My questions for publication are:
- When does the City of South Perth envisage it will have a planning scheme that spells out the level of discretion that a JDAP can apply (and specifically what sort of bonuses apply to what sort of community bonuses)?
- Does this mean that there can be no big planning decisions taken on the South Perth peninsula?
- Given the City of South Perth councillors voted to postpone advertising its activity centre plan, is this uncertainty of the councillors’ making?
- In general given that the City’s design advisory committee said the project was “exemplary” what objections does the city have to the Lyall Street Residences proposal?
- Is there a danger that the City of South Perth will end up with shorter, fatter buildings that cast shadows for longer periods of time?
Please attribute the following statement to the City of South Perth Mayor Sue Doherty.
The City of South Perth Council supports the decision of the Metro Central Joint Development Assessment Panel (JDAP) to refuse the development application for a 44 storey plus basement building on Lots 81 & 82, No 31 Labouchere Road & Lot 12, 24 Lyall Street, South Perth.
This decision is a good outcome for the City of South Perth and our community. A building of this size is not appropriate for this location, it is completely out of scale with the surrounding and adjacent buildings and out of step with the City and community’s expectations.
The City’s Responsible Authority Report (RAR) recommended refusal of this application and Council unanimously endorsed the recommendation for refusal at the Council Meeting held on Tuesday 27 November 2018.
The RAR’s reasons for refusal include the scale of the proposed development not considered compatible with the current setting as the overall height being significantly greater than the established height pattern in the immediate locality. The RAR also cited the lack of certainty that the development will be compatible with the desired future setting of the precinct as a reason for refusal.
The proposed development sought a significant discretion and variation to the height limit. Put simply, the proposed development is over five times greater than the building height limit for this location under the City’s Town Planning Scheme, and double the size of the tallest buildings in the South Perth Station Precinct. The applicant was therefore asking JDAP to consider more than 500% discretion to the building height limit to support this proposal.
Where additional height is sought, the expectation is for an overwhelming community benefit case. Discretion is not an entitlement, it must be earned. This proposed development offered very little in the way of community benefit compared to a massive increase in height.
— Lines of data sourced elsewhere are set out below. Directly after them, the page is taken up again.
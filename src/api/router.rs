//! HTTP router.
//!
//! Returns a composable `Router` that can be mounted on any axum server.
//! Routes are nested under `/api/`. The layer is deliberately thin: handlers
//! validate and map DTOs, the pipeline components do the work.
//!
//! NOTE: Path params use `:param` syntax (matchit 0.7 / axum 0.7).

use axum::extract::DefaultBodyLimit;
use axum::routing::{get, post};
use axum::Router;
use tower_http::cors::CorsLayer;

use crate::api::endpoints::{chats, patients, reports, studies};
use crate::api::types::AppContext;

/// Body cap sized for a full study upload: up to 100 slices plus form
/// overhead.
const MAX_BODY_BYTES: usize = 256 * 1024 * 1024;

/// Build the API router over a pre-constructed context.
pub fn build_router(ctx: AppContext) -> Router {
    let api = Router::new()
        .route("/patients", post(patients::create).get(patients::list))
        .route(
            "/patients/:id",
            get(patients::detail).delete(patients::remove),
        )
        .route("/patients/:id/chats", get(chats::list_for_patient))
        .route("/patients/:id/reports", post(reports::create))
        .route("/patients/:id/reports/latest", get(reports::latest))
        .route("/studies", post(studies::create))
        .route("/studies/:id", get(studies::detail).delete(studies::remove))
        .route("/studies/:id/refresh", post(studies::refresh))
        .route("/chats", post(chats::create))
        .route("/chats/:id", get(chats::detail))
        .route("/chats/:id/messages", post(chats::send_message))
        .route("/chats/:id/title", post(chats::generate_title))
        .with_state(ctx);

    Router::new()
        .nest("/api", api)
        .layer(DefaultBodyLimit::max(MAX_BODY_BYTES))
        .layer(CorsLayer::permissive())
}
The focus on the aspect of “amenity” is critical to any development application. The sheer scale of the proposed development would have created a major impact on access to sunlight for a number of properties surrounding the development. Additionally, at 44 storeys this proposed development would have overlooked the Perth Zoo and had a major visual impact on this significant State and City of South Perth tourist attraction which last year drew 750,000 visitors. The building would be seen from all angle points from the Zoo and the scale is overpowering.
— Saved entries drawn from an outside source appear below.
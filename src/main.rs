use std::process::ExitCode;

#[tokio::main]
async fn main() -> ExitCode {
    if let Err(error) = chronoscan::run().await {
        eprintln!("chronoscan: {error}");
        return ExitCode::FAILURE;
    }
    ExitCode::SUCCESS
}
The City is currently preparing a South Perth Activity Centre Plan for the South Perth Peninsula and immediate surrounding area. This will set out the long term strategic vision and the statutory planning requirements for development in the area over the next 10 years.
The Council considered the Draft South Perth Activity Centre Plan for public advertising at the November Council meeting. The Council resolved to defer consideration of the plan until April 2019 to allow a reasonable period for elected members and planning officers to build on the current work, explore a variety of built form options that will meet the Council’s vision for the area, address the diverse views of the community, and align with the State Government’s overarching Strategic Planning Framework.
This Council decision will ensure an optimal outcome for the City, Council, community and stakeholders. It is essential to ensure that new development better relates to its context, complements local character and minimises impacts on existing buildings.